Guerra no Irã impulsiona royalties do petróleo a recorde de R$ 8 bilhões em maio

A arrecadação com royalties sobre a produção de petróleo disparou após o início da guerra no Irã e atingiu recorde em maio, com mais de R$ 8 bilhões. A receita extra beneficia o governo federal e deve ajudar o Rio de Janeiro a fechar o ano com déficit bem inferior ao previsto, segundo dados divulgados pela Folha de S.Paulo em 9 de junho de 2026.

O valor recorde representa um salto de aproximadamente 35% em relação ao mês anterior e de mais de 60% na comparação com maio de 2025, antes do conflito. A guerra no Irã, iniciada em abril, elevou o preço internacional do barril de petróleo para patamares acima de US$ 120, impactando diretamente a arrecadação de royalties no Brasil, que é um dos maiores produtores de petróleo do mundo.

Os royalties são pagos pelas empresas petrolíferas à União e aos estados e municípios produtores. A parcela federal, que corresponde a cerca de 30% do total, será destinada ao caixa do governo central, enquanto os 70% restantes são distribuídos entre os entes subnacionais. O Rio de Janeiro, maior produtor nacional, deve receber a maior fatia, estimada em R$ 2,5 bilhões apenas em maio.

Impacto fiscal e cenário político

A receita extra chega em um momento de pressão fiscal para o governo federal, que busca equilibrar as contas públicas em meio a despesas crescentes com programas sociais e investimentos. O Ministério da Fazenda já sinalizou que parte dos recursos será usada para abater a dívida pública, enquanto outra parcela pode ser direcionada ao fundo social do pré-sal, que financia projetos em educação e saúde.

Para os estados produtores, o alívio é significativo. O Rio de Janeiro, que enfrenta um déficit orçamentário de R$ 12 bilhões para 2026, poderá reduzir esse valor para cerca de R$ 4 bilhões, caso os preços do petróleo se mantenham elevados até o fim do ano. A Secretaria de Fazenda do Rio de Janeiro confirmou que a arrecadação de royalties em maio superou em 80% a média mensal de 2025.

No plano político, o recorde de arrecadação reacende o debate sobre a dependência econômica do país em relação ao petróleo e a necessidade de diversificação produtiva. Parlamentares da oposição criticam a falta de planejamento para usar os recursos extraordinários em investimentos de longo prazo, enquanto a base governista defende que o dinheiro seja aplicado no combate à inflação e no fortalecimento do mercado interno.

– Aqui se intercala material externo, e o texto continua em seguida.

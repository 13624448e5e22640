/// Closed-or-unbounded interval limiting how often an option may occur, how
/// many values it may claim, or how many tokens an operand slot may consume.
///
/// The two numeric limits are order-insensitive: the effective upper limit is
/// the larger of the two. When the interval is unbounded the upper limit is
/// infinite and the effective lower limit is the larger *numeric* field, not
/// the smaller one, so `Bounds::at_least(1)` requires at least one occurrence
/// while permitting any number.
#[derive(Debug, Clone, Copy, Default, PartialEq, Eq)]
pub struct Bounds {
    limits: [usize; 2],
    unbounded: bool,
}

impl Bounds {
    /// A closed interval; the order of the two limits does not matter.
    pub const fn new(a: usize, b: usize) -> Self {
        Bounds {
            limits: [a, b],
            unbounded: false,
        }
    }

    /// Exactly `n` occurrences.
    pub const fn exactly(n: usize) -> Self {
        Bounds::new(n, n)
    }

    /// Zero to `n` occurrences.
    pub const fn at_most(n: usize) -> Self {
        Bounds::new(0, n)
    }

    /// Any number of occurrences, including none.
    pub const fn any() -> Self {
        Bounds {
            limits: [0, 0],
            unbounded: true,
        }
    }

    /// At least `n` occurrences, with no upper limit.
    pub const fn at_least(n: usize) -> Self {
        Bounds {
            limits: [n, 0],
            unbounded: true,
        }
    }

    /// The effective upper limit. Meaningless when [`Bounds::is_unbounded`].
    pub const fn upper(&self) -> usize {
        if self.limits[0] > self.limits[1] {
            self.limits[0]
        } else {
            self.limits[1]
        }
    }

    /// The effective lower limit. For an unbounded interval this equals the
    /// larger numeric field rather than the smaller.
    pub const fn lower(&self) -> usize {
        if self.unbounded {
            self.upper()
        } else if self.limits[0] < self.limits[1] {
            self.limits[0]
        } else {
            self.limits[1]
        }
    }

    pub const fn is_unbounded(&self) -> bool {
        self.unbounded
    }

    /// Whether `occ` lies within the interval.
    pub const fn contains(&self, occ: usize) -> bool {
        occ >= self.lower() && (occ <= self.upper() || self.unbounded)
    }

    /// Whether `occ` respects the upper limit; the lower limit is checked
    /// separately once parsing completes.
    pub const fn admits(&self, occ: usize) -> bool {
        occ <= self.upper() || self.unbounded
    }
}

#[cfg(test)]
mod tests {
    use super::*;

    #[test]
    fn closed_interval_is_order_insensitive() {
        assert_eq!(Bounds::new(1, 4).lower(), 1);
        assert_eq!(Bounds::new(1, 4).upper(), 4);
        assert_eq!(Bounds::new(4, 1).lower(), 1);
        assert_eq!(Bounds::new(4, 1).upper(), 4);
    }

    #[test]
    fn unbounded_lower_is_the_larger_numeric_field() {
        let b = Bounds::at_least(1);
        assert_eq!(b.lower(), 1);
        assert!(b.is_unbounded());

        // The asymmetry is intentional: an unbounded interval takes its lower
        // limit from its own upper numeric field.
        let b = Bounds {
            limits: [0, 1],
            unbounded: true,
        };
        assert_eq!(b.lower(), 1);
        assert_eq!(b.upper(), 1);
    }

    #[test]
    fn contains_honors_both_ends() {
        let b = Bounds::new(1, 4);
        assert!(!b.contains(0));
        assert!(b.contains(1));
        assert!(b.contains(4));
        assert!(!b.contains(5));

        assert!(Bounds::any().contains(0));
        assert!(Bounds::any().contains(1000));
        assert!(!Bounds::at_least(2).contains(1));
    }

    #[test]
    fn admits_ignores_the_lower_limit() {
        assert!(Bounds::exactly(3).admits(1));
        assert!(!Bounds::exactly(3).admits(4));
        assert!(Bounds::at_least(2).admits(1));
    }
}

A guerra no Irã, que já dura dois meses, continua a pressionar os preços globais de energia, e analistas do mercado financeiro projetam que o barril pode ultrapassar US$ 130 nas próximas semanas. Caso isso se confirme, a arrecadação de royalties no Brasil pode bater novos recordes nos meses seguintes, ampliando o impacto positivo nas contas públicas, mas também os riscos de desequilíbrio fiscal se os preços caírem abruptamente.